== Work to complete ==
Take each line from the entries that holds "when" and copy it out.

____________

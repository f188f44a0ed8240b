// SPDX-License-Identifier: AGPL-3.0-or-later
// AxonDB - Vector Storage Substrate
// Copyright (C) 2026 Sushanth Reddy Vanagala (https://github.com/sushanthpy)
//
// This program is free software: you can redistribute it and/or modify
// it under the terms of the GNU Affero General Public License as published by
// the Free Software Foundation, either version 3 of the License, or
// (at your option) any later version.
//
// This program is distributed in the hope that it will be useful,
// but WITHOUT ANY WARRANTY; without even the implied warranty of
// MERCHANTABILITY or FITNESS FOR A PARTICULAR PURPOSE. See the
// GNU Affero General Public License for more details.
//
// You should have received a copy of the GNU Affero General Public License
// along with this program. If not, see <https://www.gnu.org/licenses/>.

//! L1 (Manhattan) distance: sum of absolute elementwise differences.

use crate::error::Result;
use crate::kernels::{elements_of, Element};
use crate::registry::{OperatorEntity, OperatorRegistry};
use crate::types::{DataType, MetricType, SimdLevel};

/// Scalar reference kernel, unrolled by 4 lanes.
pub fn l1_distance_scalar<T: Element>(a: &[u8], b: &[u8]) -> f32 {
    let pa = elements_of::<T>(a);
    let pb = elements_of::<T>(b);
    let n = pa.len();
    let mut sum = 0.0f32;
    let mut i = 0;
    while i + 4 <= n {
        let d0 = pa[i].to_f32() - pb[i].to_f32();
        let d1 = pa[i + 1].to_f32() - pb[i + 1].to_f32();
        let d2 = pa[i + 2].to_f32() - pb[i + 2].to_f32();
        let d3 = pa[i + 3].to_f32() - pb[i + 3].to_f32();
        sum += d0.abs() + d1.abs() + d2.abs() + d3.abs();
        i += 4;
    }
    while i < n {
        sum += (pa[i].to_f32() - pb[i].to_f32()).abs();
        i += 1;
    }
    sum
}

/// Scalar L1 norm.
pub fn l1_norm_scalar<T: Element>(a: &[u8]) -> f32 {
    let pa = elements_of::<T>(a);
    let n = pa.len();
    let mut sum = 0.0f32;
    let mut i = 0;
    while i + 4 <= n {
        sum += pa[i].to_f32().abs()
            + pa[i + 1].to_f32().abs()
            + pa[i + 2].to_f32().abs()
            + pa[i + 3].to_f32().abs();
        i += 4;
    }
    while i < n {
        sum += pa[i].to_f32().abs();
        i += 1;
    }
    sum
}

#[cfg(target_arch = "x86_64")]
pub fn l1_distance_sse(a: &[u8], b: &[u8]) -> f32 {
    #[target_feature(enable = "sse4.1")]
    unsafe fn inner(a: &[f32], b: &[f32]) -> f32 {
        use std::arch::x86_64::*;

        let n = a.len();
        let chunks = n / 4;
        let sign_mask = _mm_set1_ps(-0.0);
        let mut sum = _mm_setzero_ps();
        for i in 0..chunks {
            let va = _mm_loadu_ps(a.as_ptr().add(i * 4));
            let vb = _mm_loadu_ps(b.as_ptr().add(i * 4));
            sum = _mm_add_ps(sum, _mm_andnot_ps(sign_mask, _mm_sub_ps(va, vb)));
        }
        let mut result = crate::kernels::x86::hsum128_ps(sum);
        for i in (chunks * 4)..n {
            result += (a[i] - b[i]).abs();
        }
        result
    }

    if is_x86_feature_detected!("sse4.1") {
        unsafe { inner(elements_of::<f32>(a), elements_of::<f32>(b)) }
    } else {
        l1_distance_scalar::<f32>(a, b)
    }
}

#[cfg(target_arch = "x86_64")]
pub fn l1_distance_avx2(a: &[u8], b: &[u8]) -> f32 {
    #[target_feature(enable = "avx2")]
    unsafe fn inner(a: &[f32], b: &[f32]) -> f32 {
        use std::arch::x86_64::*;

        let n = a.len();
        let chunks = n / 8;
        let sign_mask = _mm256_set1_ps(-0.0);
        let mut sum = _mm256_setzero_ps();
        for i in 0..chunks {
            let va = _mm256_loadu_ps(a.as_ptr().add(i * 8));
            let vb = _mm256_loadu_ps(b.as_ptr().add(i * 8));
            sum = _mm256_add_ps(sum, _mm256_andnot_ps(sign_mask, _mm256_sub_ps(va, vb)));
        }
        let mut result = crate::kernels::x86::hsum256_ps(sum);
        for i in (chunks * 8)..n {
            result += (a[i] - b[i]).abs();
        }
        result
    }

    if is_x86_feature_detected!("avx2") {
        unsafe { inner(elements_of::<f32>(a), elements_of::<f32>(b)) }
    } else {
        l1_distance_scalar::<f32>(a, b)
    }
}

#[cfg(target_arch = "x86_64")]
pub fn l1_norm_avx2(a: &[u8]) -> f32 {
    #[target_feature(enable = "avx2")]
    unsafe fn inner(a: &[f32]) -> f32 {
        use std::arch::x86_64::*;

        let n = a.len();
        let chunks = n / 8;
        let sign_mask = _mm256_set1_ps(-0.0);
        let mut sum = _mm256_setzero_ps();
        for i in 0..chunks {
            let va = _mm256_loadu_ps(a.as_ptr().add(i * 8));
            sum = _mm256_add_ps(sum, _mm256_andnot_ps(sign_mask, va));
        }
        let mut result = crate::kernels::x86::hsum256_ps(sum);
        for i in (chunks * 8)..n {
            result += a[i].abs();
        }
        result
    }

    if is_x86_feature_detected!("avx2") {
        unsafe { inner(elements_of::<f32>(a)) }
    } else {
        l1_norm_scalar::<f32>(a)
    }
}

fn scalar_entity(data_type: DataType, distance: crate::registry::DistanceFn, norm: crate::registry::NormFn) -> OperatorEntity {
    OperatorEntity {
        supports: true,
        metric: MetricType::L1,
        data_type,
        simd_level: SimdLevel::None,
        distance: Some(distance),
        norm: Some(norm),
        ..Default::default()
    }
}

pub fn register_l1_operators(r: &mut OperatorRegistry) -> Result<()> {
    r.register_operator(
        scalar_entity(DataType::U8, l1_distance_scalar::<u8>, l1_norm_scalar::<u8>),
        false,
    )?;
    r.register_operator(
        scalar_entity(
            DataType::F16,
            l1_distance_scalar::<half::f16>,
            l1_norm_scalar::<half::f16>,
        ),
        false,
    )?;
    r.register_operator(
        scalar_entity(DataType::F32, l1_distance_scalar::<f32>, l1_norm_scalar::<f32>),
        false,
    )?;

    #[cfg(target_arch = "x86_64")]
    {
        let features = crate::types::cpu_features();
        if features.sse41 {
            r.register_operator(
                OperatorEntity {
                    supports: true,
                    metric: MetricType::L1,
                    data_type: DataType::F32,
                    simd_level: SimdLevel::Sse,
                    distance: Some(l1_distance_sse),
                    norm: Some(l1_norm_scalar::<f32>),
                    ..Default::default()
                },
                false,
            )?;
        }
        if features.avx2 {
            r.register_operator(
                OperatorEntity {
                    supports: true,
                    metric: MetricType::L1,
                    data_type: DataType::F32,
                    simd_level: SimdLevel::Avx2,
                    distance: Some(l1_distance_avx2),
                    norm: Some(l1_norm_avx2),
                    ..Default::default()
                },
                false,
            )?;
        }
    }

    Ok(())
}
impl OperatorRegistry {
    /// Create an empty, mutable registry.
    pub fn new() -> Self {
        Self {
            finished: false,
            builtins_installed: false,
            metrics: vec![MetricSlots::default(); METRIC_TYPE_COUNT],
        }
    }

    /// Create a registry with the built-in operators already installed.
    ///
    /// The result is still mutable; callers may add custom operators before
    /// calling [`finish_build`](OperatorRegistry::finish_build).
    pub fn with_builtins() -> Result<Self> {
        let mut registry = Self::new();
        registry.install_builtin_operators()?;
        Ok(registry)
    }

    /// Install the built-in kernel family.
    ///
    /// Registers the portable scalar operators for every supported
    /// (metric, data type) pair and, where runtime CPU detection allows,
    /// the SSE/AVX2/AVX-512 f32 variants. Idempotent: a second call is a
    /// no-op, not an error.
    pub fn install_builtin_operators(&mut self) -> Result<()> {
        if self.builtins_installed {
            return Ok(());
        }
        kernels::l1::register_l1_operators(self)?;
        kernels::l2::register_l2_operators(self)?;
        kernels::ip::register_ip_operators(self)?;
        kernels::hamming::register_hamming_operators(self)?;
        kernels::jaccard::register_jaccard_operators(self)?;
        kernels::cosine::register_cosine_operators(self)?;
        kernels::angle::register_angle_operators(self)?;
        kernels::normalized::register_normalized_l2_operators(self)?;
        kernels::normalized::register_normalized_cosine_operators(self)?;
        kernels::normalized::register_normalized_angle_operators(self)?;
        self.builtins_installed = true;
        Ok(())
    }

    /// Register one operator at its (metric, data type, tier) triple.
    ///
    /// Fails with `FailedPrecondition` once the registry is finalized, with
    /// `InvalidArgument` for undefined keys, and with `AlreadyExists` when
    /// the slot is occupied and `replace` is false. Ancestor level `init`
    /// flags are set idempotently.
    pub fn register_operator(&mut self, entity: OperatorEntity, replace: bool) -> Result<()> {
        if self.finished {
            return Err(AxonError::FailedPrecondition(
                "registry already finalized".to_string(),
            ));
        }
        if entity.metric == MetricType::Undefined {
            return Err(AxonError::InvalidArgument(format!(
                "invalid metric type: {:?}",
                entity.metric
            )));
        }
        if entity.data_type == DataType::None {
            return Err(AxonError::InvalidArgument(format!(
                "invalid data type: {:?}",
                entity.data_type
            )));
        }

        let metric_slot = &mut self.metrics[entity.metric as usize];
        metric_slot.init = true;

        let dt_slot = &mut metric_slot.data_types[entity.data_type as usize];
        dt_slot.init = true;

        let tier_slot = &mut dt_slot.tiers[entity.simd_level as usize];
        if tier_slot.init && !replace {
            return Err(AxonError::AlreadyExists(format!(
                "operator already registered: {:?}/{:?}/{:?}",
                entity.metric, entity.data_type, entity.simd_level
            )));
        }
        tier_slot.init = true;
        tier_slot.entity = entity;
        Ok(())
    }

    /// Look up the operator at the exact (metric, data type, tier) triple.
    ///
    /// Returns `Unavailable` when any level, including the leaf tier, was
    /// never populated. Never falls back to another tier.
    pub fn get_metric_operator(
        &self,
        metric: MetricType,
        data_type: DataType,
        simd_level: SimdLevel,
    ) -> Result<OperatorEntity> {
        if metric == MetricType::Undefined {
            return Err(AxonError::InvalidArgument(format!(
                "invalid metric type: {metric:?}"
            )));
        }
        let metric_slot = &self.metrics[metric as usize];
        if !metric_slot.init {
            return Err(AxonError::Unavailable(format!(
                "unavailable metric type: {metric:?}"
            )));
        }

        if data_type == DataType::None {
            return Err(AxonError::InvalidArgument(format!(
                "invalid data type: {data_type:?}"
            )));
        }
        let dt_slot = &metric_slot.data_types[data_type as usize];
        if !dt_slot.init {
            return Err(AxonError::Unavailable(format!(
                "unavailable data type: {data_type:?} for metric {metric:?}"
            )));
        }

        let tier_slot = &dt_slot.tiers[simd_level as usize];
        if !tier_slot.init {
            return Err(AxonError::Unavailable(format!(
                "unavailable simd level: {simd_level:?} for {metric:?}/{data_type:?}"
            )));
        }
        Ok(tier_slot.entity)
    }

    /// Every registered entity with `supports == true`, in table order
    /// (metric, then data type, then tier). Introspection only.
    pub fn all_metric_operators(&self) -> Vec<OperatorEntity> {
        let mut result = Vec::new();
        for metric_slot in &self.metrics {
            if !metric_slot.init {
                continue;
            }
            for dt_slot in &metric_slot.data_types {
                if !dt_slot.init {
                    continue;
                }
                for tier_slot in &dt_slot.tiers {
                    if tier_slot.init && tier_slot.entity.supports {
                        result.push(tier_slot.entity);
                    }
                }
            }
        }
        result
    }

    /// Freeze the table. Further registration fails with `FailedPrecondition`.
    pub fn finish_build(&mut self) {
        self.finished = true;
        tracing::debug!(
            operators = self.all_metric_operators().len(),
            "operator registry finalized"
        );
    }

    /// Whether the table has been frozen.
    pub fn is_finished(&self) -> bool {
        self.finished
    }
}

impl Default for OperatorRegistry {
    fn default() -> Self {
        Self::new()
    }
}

____________

== Result of this task ==
    /// `InvalidArgument` for undefined keys, and with `AlreadyExists` when
    /// Returns `Unavailable` when any level, including the leaf tier, was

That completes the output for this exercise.